PROBLEM STATEMENT:
Go through the listing and copy each line that has the string "tokio" in it.

::::::::

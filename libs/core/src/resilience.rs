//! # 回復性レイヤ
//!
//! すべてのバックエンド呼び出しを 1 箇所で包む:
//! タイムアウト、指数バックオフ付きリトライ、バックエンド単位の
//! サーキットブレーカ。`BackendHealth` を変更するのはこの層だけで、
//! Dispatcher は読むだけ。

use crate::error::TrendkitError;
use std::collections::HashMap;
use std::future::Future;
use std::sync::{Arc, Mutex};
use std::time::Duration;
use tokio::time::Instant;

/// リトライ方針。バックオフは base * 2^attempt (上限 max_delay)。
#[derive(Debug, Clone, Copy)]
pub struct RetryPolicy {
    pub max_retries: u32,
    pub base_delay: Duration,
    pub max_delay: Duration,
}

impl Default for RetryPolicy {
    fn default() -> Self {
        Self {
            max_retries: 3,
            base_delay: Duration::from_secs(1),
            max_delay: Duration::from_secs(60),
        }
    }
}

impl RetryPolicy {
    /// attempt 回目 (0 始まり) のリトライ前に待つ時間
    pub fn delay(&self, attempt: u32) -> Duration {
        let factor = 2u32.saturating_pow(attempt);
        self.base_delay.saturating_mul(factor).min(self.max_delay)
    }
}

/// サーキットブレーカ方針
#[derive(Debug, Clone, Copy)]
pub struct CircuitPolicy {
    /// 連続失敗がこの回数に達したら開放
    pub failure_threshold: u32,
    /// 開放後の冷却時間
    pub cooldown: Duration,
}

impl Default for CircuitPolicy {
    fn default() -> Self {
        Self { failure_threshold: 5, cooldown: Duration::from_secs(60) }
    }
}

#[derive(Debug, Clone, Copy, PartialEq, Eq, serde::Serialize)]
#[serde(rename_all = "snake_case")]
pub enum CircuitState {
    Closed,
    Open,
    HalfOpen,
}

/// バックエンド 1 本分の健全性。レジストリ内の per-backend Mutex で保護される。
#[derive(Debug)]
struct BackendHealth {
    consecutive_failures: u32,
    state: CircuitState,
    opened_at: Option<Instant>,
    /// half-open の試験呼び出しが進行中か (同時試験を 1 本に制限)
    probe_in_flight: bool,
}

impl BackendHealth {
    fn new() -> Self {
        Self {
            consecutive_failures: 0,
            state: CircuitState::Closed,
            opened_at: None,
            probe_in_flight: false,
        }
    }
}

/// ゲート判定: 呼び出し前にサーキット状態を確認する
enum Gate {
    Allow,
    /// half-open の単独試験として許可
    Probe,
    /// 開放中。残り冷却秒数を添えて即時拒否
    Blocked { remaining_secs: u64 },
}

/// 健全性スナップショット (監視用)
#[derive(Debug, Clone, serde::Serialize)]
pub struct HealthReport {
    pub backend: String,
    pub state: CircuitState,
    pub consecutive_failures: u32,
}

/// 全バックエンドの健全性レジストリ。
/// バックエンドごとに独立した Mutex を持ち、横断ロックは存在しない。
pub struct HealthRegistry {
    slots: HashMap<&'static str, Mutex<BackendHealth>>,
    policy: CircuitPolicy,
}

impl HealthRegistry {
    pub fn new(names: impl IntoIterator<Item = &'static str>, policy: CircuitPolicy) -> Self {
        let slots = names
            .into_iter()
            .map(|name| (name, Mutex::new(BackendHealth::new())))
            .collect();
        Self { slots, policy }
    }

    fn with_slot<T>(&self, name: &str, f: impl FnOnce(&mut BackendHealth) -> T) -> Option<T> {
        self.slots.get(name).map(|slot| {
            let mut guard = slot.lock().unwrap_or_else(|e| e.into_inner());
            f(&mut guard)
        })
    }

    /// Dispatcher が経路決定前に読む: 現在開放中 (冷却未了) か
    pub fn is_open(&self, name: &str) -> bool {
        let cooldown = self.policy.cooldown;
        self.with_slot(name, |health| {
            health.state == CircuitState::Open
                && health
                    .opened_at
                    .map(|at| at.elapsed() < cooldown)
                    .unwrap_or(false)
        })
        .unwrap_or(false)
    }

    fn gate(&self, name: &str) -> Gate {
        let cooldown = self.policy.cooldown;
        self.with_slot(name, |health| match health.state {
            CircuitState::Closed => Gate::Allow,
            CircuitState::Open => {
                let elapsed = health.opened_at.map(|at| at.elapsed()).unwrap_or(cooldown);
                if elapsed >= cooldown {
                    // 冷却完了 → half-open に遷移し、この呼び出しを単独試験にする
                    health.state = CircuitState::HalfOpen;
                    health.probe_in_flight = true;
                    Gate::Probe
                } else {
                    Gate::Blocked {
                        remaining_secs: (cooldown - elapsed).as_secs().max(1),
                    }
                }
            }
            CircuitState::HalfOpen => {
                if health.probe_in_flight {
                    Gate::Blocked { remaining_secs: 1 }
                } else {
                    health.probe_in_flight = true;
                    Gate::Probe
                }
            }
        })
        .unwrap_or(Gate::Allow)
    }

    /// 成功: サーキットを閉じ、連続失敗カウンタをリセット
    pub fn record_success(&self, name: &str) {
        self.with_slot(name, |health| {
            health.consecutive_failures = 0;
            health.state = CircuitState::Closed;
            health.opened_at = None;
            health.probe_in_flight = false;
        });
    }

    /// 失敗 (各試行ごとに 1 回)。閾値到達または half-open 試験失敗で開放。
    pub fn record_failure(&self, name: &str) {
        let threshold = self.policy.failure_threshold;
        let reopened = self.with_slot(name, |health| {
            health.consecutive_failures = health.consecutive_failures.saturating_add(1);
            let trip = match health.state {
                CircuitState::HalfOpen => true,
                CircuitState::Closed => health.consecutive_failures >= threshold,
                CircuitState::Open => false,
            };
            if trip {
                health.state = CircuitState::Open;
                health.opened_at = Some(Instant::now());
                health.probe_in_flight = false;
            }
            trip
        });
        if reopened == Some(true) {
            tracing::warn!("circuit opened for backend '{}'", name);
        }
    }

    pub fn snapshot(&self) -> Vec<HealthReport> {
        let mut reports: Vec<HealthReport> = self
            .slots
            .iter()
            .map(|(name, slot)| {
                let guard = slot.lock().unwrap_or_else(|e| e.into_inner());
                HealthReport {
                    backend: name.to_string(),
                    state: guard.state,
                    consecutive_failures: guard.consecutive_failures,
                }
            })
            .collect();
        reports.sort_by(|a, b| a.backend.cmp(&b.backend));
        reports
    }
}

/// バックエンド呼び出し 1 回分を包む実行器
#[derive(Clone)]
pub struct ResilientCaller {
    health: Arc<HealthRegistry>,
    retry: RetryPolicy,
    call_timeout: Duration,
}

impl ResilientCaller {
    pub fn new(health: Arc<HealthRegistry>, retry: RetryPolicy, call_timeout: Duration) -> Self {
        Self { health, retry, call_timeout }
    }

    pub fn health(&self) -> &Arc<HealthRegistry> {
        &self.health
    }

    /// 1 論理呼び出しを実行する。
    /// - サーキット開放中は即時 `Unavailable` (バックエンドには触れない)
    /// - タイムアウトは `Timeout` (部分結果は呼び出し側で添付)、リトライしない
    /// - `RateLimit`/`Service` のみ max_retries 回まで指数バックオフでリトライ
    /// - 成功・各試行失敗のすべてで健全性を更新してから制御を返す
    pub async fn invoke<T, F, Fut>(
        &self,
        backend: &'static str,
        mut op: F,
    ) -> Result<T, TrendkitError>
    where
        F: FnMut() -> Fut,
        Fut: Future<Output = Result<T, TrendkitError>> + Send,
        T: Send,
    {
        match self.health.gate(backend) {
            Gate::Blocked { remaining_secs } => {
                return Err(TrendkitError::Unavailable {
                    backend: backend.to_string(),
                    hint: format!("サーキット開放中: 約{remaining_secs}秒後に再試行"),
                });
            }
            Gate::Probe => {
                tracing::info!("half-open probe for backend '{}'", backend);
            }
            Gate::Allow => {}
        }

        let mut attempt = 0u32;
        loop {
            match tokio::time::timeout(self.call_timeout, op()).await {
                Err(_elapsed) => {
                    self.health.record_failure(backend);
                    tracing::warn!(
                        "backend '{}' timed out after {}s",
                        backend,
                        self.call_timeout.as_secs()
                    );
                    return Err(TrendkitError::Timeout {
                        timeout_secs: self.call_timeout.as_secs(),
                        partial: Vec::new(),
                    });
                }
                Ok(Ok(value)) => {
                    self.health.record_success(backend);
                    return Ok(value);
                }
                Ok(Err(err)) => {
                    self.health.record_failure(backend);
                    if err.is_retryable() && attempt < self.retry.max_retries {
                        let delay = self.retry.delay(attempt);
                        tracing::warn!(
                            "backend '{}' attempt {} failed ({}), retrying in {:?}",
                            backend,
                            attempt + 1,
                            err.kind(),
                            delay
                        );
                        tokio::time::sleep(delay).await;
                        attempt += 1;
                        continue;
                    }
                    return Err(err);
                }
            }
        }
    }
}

::::::::

WRITTEN SOLUTION:
use tokio::time::Instant;
            match tokio::time::timeout(self.call_timeout, op()).await {
                        tokio::time::sleep(delay).await;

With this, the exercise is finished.